CodingBison

A fair number of socket calls, like accept() and recv(), are blocking. This can pose a problem for real-life network applications, where a socket server needs to handle a large number of clients. It is easy to see that with large number of clients, we would end up blocking most of the time and hence, would hardly scale! The way around this problem is to use the socket select() call -- select() allows us to monitor a large number of sockets, all in one shot without having to block individually for each socket.

You could argue that scalability can also be reached by using a large number of threads, with some of them reading incoming data, some of the writing outgoing data, and one or more of them accepting incoming connections. While this certainly allows us to handle additional load, a select() call would still be a better choice since it can monitor a larger number (around 1024) sockets in one shot -- having 1024 threads would not be feasible on most of the platforms! However, the best bang for the buck would come when we combine these two approaches and use select() call with multiple threads. In this approach, we can have one thread blocking on the select() call and threads handling read and write operations identified by the select().

The select() method accepts as an input a bitmask (structure fd_set) where we set bits corresponding to the set of file descriptors. Do not worry -- the socket layer provides handy macros to set these bits and check for these bits, so we do not have to worry about dealing with bits at all. Isn't that a relief!

Once we pass an fd_set with bits set for each file descriptor, then the select() call monitors all of them. If there is an event on any of those descriptors, then it returns immediately and informs the application that a given fd has an event and the application can act accordingly. We can find the fd (or fds) with an event by checking if the corresponding bit is set for the passed file descriptors.

Before we go any further, this would be a good time to see the signature of the select() call.

 int select(int nfds, fd_set *readfds, fd_set *writefds, fd_set *exceptfds, 
     struct timeval *timeout);

 struct timeval {
     long int tv_sec;
     long int tv_usec
 };

The select() call takes several arguments. The first argument is the highest file descriptor plus one. Thus, if we pass two file descriptors with values 2 and 10, then the nfds parameter should be 10 + 1 or 11 and not 2. The maximum number of sockets supported by select() has an upper limit, represented by FD_SETSIZE (typically 1024). For simpler programs, passing FD_SETSIZE as nfds should be more than sufficient!.

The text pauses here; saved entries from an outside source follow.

//! Playlist source backed by an HTTP endpoint.

use crate::error::{ErrorKind, Result};
use crate::models::{NetworkVideo, NetworkVideoContainer};
use crate::source::PlaylistSource;
use async_trait::async_trait;
use exn::ResultExt;
use reqwest::header::ACCEPT;
use reqwest::{Client, Url};
use std::time::Duration;
use tracing::instrument;

const USER_AGENT: &str = concat!("devbytes/", env!("CARGO_PKG_VERSION"));

/// Fetches the playlist with a single GET request.
///
/// # Examples
///
/// ```no_run
/// use devbytes_network::source::HttpPlaylistSource;
/// use std::time::Duration;
///
/// # fn example() -> devbytes_network::error::Result<()> {
/// let source = HttpPlaylistSource::new(
///     devbytes_network::DEFAULT_ENDPOINT,
///     Duration::from_secs(30),
///     Duration::from_secs(10),
/// )?;
/// # Ok(())
/// # }
/// ```
#[derive(Debug, Clone)]
pub struct HttpPlaylistSource {
    client: Client,
    endpoint: Url,
}

impl HttpPlaylistSource {
    /// Create a source for `endpoint`.
    ///
    /// `timeout` bounds the whole request (including reading the body) and
    /// `connect_timeout` bounds establishing the connection.
    pub fn new(endpoint: impl AsRef<str>, timeout: Duration, connect_timeout: Duration) -> Result<Self> {
        let client = Client::builder()
            .timeout(timeout)
            .connect_timeout(connect_timeout)
            .user_agent(USER_AGENT)
            .build()
            .or_raise(|| ErrorKind::Network)?;
        Self::with_client(client, endpoint)
    }

    /// Create a source that shares an existing client.
    pub fn with_client(client: Client, endpoint: impl AsRef<str>) -> Result<Self> {
        let endpoint = parse_endpoint(endpoint.as_ref())?;
        Ok(Self { client, endpoint })
    }

    pub fn endpoint(&self) -> &Url {
        &self.endpoint
    }
}

fn parse_endpoint(endpoint: &str) -> Result<Url> {
    let url = Url::parse(endpoint).or_raise(|| ErrorKind::InvalidEndpoint(endpoint.to_string()))?;
    if !matches!(url.scheme(), "http" | "https") {
        exn::bail!(ErrorKind::InvalidEndpoint(endpoint.to_string()));
    }
    Ok(url)
}

#[async_trait]
impl PlaylistSource for HttpPlaylistSource {
    fn name(&self) -> &str {
        self.endpoint.as_str()
    }

    #[instrument(skip(self), fields(endpoint = %self.endpoint))]
    async fn fetch_playlist(&self) -> Result<Vec<NetworkVideo>> {
        let response = self
            .client
            .get(self.endpoint.clone())
            .header(ACCEPT, "application/json")
            .send()
            .await
            .or_raise(|| ErrorKind::Network)?;
        let status = response.status();
        if !status.is_success() {
            tracing::warn!(status = status.as_u16(), "Playlist request was not successful");
            exn::bail!(ErrorKind::Status(status.as_u16()));
        }
        let body = response.bytes().await.or_raise(|| ErrorKind::Network)?;
        let container: NetworkVideoContainer = serde_json::from_slice(&body).or_raise(|| ErrorKind::Decode)?;
        tracing::debug!(count = container.videos.len(), bytes = body.len(), "Fetched playlist");
        Ok(container.videos)
    }
}
//! SQLite offline cache for the DevBytes video playlist.
//!
//! The cache holds the last successfully fetched playlist so that it can be
//! shown without a network connection. The remote endpoint is the source of
//! truth: if the database is deleted, the next refresh rebuilds it.
//!
//! # Architecture
//! - [`Database`] owns the connection pool and applies migrations.
//! - [`VideoStore`] writes whole batches of [`VideoRecord`]s atomically and
//!   pushes the complete table contents to every live observer after each
//!   committed batch.
//! - [`VideoStore::get_instance`] hands out the single process-wide store.

mod db;
pub mod error;
mod models;
mod store;

pub use crate::db::Database;
pub use crate::models::VideoRecord;
pub use crate::store::{Snapshot, VideoStore};
use crate::domain::DevByteVideo;
use crate::error::{ErrorKind, Result};
use crate::mapper;
use devbytes_cache::VideoStore;
use devbytes_network::SourceHandle;
use futures::{Stream, StreamExt};
use tokio::task::JoinHandle;
use tracing::{Instrument, instrument};

/// Keeps the offline cache in step with the remote playlist.
///
/// The repository holds no state of its own: everything it knows lives in
/// the [`VideoStore`]. Cloning is cheap.
///
/// # Examples
///
/// ```no_run
/// use devbytes_cache::VideoStore;
/// use devbytes_network::source::HttpPlaylistSource;
/// use devbytes_repository::VideosRepository;
/// use devbytes_repository::error::{ErrorKind, Result};
/// use futures::StreamExt;
/// use std::sync::Arc;
/// use std::time::Duration;
///
/// # async fn example() -> Result<()> {
/// let source = HttpPlaylistSource::new(
///     devbytes_network::DEFAULT_ENDPOINT,
///     Duration::from_secs(30),
///     Duration::from_secs(10),
/// )
/// .map_err(ErrorKind::network)?;
/// let store = VideoStore::get_instance("videos.db").await.map_err(ErrorKind::storage)?;
/// let repository = VideosRepository::new(Arc::new(source), store.clone());
///
/// let mut videos = Box::pin(repository.videos());
/// repository.spawn_refresh();
/// while let Some(videos) = videos.next().await {
///     println!("{} videos", videos.len());
/// }
/// # Ok(())
/// # }
/// ```
#[derive(Clone)]
pub struct VideosRepository {
    source: SourceHandle,
    store: VideoStore,
}

impl VideosRepository {
    pub fn new(source: SourceHandle, store: VideoStore) -> Self {
        Self { source, store }
    }

    pub fn store(&self) -> &VideoStore {
        &self.store
    }

    /// Fetch the playlist and write all of it to the cache.
    ///
    /// On success every fetched video is cached, overwriting cached videos
    /// with the same URL; cached videos missing from the playlist are kept.
    /// On failure the cache is left exactly as it was and the error from the
    /// failing step is returned. No retries are attempted.
    #[instrument(skip(self), fields(source = self.source.name()))]
    pub async fn refresh(&self) -> Result<()> {
        tracing::debug!("Refreshing videos");
        let playlist = self.source.fetch_playlist().await.map_err(ErrorKind::network)?;
        let records = mapper::descriptors_to_records(playlist);
        let count = records.len();
        self.store.upsert_all(records).await.map_err(ErrorKind::storage)?;
        tracing::info!(count, "Refreshed videos");
        Ok(())
    }

    /// Run [`refresh`](Self::refresh) on the runtime without waiting for it.
    ///
    /// Observers of [`videos`](Self::videos) see the result once it commits;
    /// await the handle to learn whether it failed.
    pub fn spawn_refresh(&self) -> JoinHandle<Result<()>> {
        let repository = self.clone();
        tokio::spawn(async move { repository.refresh().await }.in_current_span())
    }

    /// Live view of the cached playlist.
    ///
    /// Emits once with the current cache contents and then again after every
    /// committed refresh. Each emission is mapped afresh from the cache.
    pub fn videos(&self) -> impl Stream<Item = Vec<DevByteVideo>> + Send + 'static {
        self.store.observe_all().map(|snapshot| mapper::records_to_domain(snapshot.iter()))
    }
}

The next three parameters represent the three different types of events monitored by the select(): read, write, and exception events. A read event means that for a given fd, there is either some data to be read (so the application can call recv()) or a new connection has been established (so the application can call accept()). A write event means that for a given fd, the local send buffer has become non-empty and the application can send more data. An exception event means that there is some exception event like receiving out-of-band data.

These three parameters are pointers to fd_set values, one for read, one for write, and the other for exception. An application does not necessarily have to pass all of these fd_sets. For example, if the application is only interested in monitoring read events, then it can pass only the read fd_set and pass the other two as NULL. The select calls monitors all the file descriptors specified in the three fd_set bitmasks.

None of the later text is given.